Desde que la visité por primera vez en 2004, Estambul, la perla de Turquía, se ha convertido en uno de mis destinos favoritos. He vuelto varias veces desde entonces, y cada vez me sorprende con su belleza, su historia y su cultura. Allí no me siento como un turista más, sino como un invitado de honor.
Las amistades que tengo en esta metrópolis entre dos continentes me han acogido con hospitalidad y me han mostrado los rincones más auténticos: desde las majestuosas mezquitas y los coloridos bazares hasta los animados cafés y los misteriosos hammams.
Uno de mis lugares predilectos es el puente de Galata, que cruza el estrecho del Bósforo y conecta los distritos de Gálata y Eminönü. Los pescadores, con sus cañas, pueblan el nivel superior, mientras que abajo reina el aroma del pescado fresco de los puestos callejeros, acompañado de pan, ensalada y té. Más que una simple estructura, este icónico puente es un símbolo de la vida cotidiana de Estambul y un mirador privilegiado para contemplar su espectacular silueta.
Otro de los barrios que no hay que perderse es el de Sultanahmet, donde se encuentran algunos de los monumentos más emblemáticos de Estambul. La Mezquita Azul, con sus seis minaretes y sus azulejos de color turquesa, es una obra maestra de la arquitectura otomana. Santa Sofía, que fue iglesia, mezquita y museo, es un testimonio de la historia milenaria de Estambul. El Palacio de Topkapı, que fue la residencia de los sultanes durante cuatro siglos, es un complejo de edificios, jardines y museos que albergan tesoros como el diamante del cucharero, el manto del profeta Mahoma o las armas de los jenízaros.
Estambul es también una ciudad de contrastes, donde lo antiguo y lo moderno conviven en armonía. Es un ejemplo de ello el Cuerno de Oro, la ría que parte en dos el lado europeo. A sus márgenes, se observan desde las viviendas de madera al estilo otomano hasta los edificios de cristal y acero que tocan el cielo. Al caer la tarde, todo se ilumina con un brillo especial, cuando el sol se oculta tras las colinas y tiñe el cielo y el agua de tonos dorados.
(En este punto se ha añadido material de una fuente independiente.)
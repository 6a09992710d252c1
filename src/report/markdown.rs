use std::fmt::Write;

use crate::analyzers::global_metrics::{coherence_label, openness_label, sentiment_label};
use crate::text::mean_stddev;
use crate::types::TranscriptAnalysis;

const TOP_EDGES: usize = 10;
const TOP_WORDS: usize = 15;

/// Full Markdown report for one transcript.
pub fn render_markdown(result: &TranscriptAnalysis) -> String {
    let mut md = String::new();
    // writing into a String cannot fail
    let _ = write_report(&mut md, result);
    md
}

fn write_report(md: &mut String, r: &TranscriptAnalysis) -> std::fmt::Result {
    let generated = chrono::Local::now().format("%Y-%m-%d %H:%M");
    writeln!(md, "# Transcript analysis: {}\n", r.filename)?;
    writeln!(md, "_Generated {generated}_\n")?;

    writeln!(md, "## Executive summary\n")?;
    if r.insights.is_empty() {
        writeln!(md, "No insights were produced.")?;
    }
    for insight in &r.insights {
        writeln!(md, "- {insight}")?;
    }
    writeln!(md)?;

    let m = &r.global_metrics;
    writeln!(md, "## Global metrics\n")?;
    writeln!(md, "| Metric | Value | Interpretation |")?;
    writeln!(md, "|---|---|---|")?;
    writeln!(
        md,
        "| Sentiment | {:.3} | {} |",
        m.global_sentiment,
        sentiment_label(m.global_sentiment)
    )?;
    writeln!(
        md,
        "| Thematic coherence | {:.3} | {} |",
        m.thematic_coherence,
        coherence_label(m.thematic_coherence)
    )?;
    writeln!(
        md,
        "| Emotional openness | {:.3} | {} |",
        m.emotional_openness,
        openness_label(m.emotional_openness)
    )?;
    writeln!(md, "| Hesitations | {} | |", m.total_hesitations)?;
    writeln!(md)?;

    write_temporal(md, r)?;
    write_topics(md, r)?;
    write_network(md, r)?;
    write_patterns(md, r)?;
    write_contradictions(md, r)?;

    writeln!(md, "## Most frequent words\n")?;
    for (i, w) in r.word_frequencies.iter().take(TOP_WORDS).enumerate() {
        writeln!(md, "{}. **{}** ({})", i + 1, w.word, w.count)?;
    }
    writeln!(
        md,
        "\n{} words analysed, {} distinct.\n",
        r.total_words, r.unique_words
    )?;

    if !r.warnings.is_empty() {
        writeln!(md, "## Warnings\n")?;
        for w in &r.warnings {
            writeln!(md, "- {w}")?;
        }
        writeln!(md)?;
    }

    writeln!(md, "---")?;
    writeln!(
        md,
        "_Heuristic lexicon-based analysis; read scores as indicators, not measurements._"
    )
}

fn write_temporal(md: &mut String, r: &TranscriptAnalysis) -> std::fmt::Result {
    let segments = &r.temporal_analysis;
    if segments.is_empty() {
        return Ok(());
    }
    writeln!(md, "## Temporal evolution\n")?;

    let sentiments: Vec<f64> = segments.iter().map(|s| s.sentiment).collect();
    let (mean, _) = mean_stddev(&sentiments);
    let peak = segments
        .iter()
        .fold(&segments[0], |a, s| if s.sentiment > a.sentiment { s } else { a });
    let valley = segments
        .iter()
        .fold(&segments[0], |a, s| if s.sentiment < a.sentiment { s } else { a });

    writeln!(md, "- Segments: {}", segments.len())?;
    writeln!(md, "- Mean sentiment: {mean:.3}")?;
    writeln!(md, "- Peak: segment {} ({:.3})", peak.index + 1, peak.sentiment)?;
    writeln!(md, "- Valley: segment {} ({:.3})\n", valley.index + 1, valley.sentiment)?;

    writeln!(md, "| Segment | Sentiment | Cognitive load | Hesitations | Words |")?;
    writeln!(md, "|---|---|---|---|---|")?;
    for s in segments {
        writeln!(
            md,
            "| {} | {:.3} | {:.3} | {} | {} |",
            s.index + 1,
            s.sentiment,
            s.cognitive_load,
            s.hesitations,
            s.word_count
        )?;
    }
    writeln!(md)
}

fn write_topics(md: &mut String, r: &TranscriptAnalysis) -> std::fmt::Result {
    if r.topics.is_empty() {
        return Ok(());
    }
    writeln!(md, "## Topics\n")?;
    for t in &r.topics {
        writeln!(md, "- **{}** ({:.1}%): {}", t.label, t.weight * 100.0, t.words.join(", "))?;
    }
    writeln!(md)
}

fn write_network(md: &mut String, r: &TranscriptAnalysis) -> std::fmt::Result {
    if r.concept_network.is_empty() {
        return Ok(());
    }
    writeln!(md, "## Concept network\n")?;
    for e in r.concept_network.iter().take(TOP_EDGES) {
        writeln!(md, "- {} ↔ {} ({})", e.word1, e.word2, e.weight)?;
    }
    writeln!(md)
}

fn write_patterns(md: &mut String, r: &TranscriptAnalysis) -> std::fmt::Result {
    let p = &r.linguistic_patterns;
    writeln!(md, "## Linguistic patterns\n")?;
    writeln!(
        md,
        "- Certainty: {} sentences ({:.1}%)",
        p.certainty_count, p.certainty_percentage
    )?;
    writeln!(
        md,
        "- Uncertainty: {} sentences ({:.1}%)",
        p.uncertainty_count, p.uncertainty_percentage
    )?;

    let stance = p.certainty_count + p.uncertainty_count;
    if stance > 0 {
        let index = p.certainty_count as f64 / stance as f64;
        writeln!(md, "- Certainty index: {index:.2}")?;
    }
    writeln!(
        md,
        "- Sentences: {} (avg {:.1} words, σ {:.1})",
        p.sentence_count, p.avg_sentence_length, p.sentence_length_stddev
    )?;

    if !p.hesitations_by_marker.is_empty() {
        writeln!(md, "\n| Hesitation | Count | % of words |")?;
        writeln!(md, "|---|---|---|")?;
        for h in &p.hesitations_by_marker {
            writeln!(md, "| {} | {} | {:.2} |", h.marker, h.count, h.percentage)?;
        }
    }
    writeln!(md)
}

fn write_contradictions(md: &mut String, r: &TranscriptAnalysis) -> std::fmt::Result {
    writeln!(md, "## Contradictions\n")?;
    if r.contradictions.is_empty() {
        return writeln!(md, "None detected.\n");
    }
    writeln!(
        md,
        "Showing {} of {} found.\n",
        r.contradictions.len(),
        r.total_contradictions_found
    )?;
    for (i, c) in r.contradictions.iter().enumerate() {
        writeln!(md, "{}. **{:.2}** {}", i + 1, c.score, c.description)?;
        writeln!(md, "   > {}", c.text1)?;
        writeln!(md, "   > {}", c.text2)?;
    }
    writeln!(md)
}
Hay que explorar también las orillas del Bósforo, el canal que une el mar de Mármara con el mar Negro y que separa Europa de Asia. Un recorrido por este estrecho revela un paisaje urbano único en el mundo, con sus cúpulas y minaretes que se perfilan en el horizonte. Se puede tomar un ferry que lo navega y que se detiene en varios lugares de interés, como el Palacio de Dolmabahçe, la Torre de la Doncella (Kız Kulesi), el castillo de Rumelia (Rumelihisarı) o el pueblo de Anadolu Kavağı, donde se puede subir a una fortaleza bizantina y contemplar la entrada al mar Negro.
Estambul es una ciudad de cine, que he capturado con mi cámara en cada rincón. Me ha seducido con su encanto, su energía y su cultura, y siempre me llama a volver, y me espera con los brazos abiertos.
Más allá de Estambul: la riqueza de Turquía
Estambul es un excelente punto de partida para descubrir la diversidad de Turquía, un país que me fascina por sus contrastes.
Ankara, la capital, es una ciudad moderna y dinámica que palpita con una vibrante vida callejera. En la Anatolia Central, las surrealistas formaciones rocosas de Capadocia y la misteriosa ciudad subterránea de Kaymaklı invitan a la exploración, mientras que los encantadores pueblos de Beypazarı y Kızılcahamam ofrecen una experiencia más tranquila y rural, perfecta para conectar con la cultura local.
Al norte, la costa del mar Negro despliega un paisaje completamente distinto. Safranbolu, con su arquitectura tradicional de madera, es un viaje al pasado. El paisaje alpino de Ilgaz ofrece la posibilidad de disfrutar de la naturaleza en estado puro, mientras que la brisa marina y el ambiente relajado de Amasra invitan a pasear por su puerto y disfrutar de la gastronomía local.
Finalmente, al sur, el golfo de Fethiye, con sus aguas turquesas y calas escondidas, es un paraíso para navegar en goleta y relajarse bajo el sol mediterráneo. Un lugar ideal para desconectar y disfrutar de la belleza natural de la costa turca.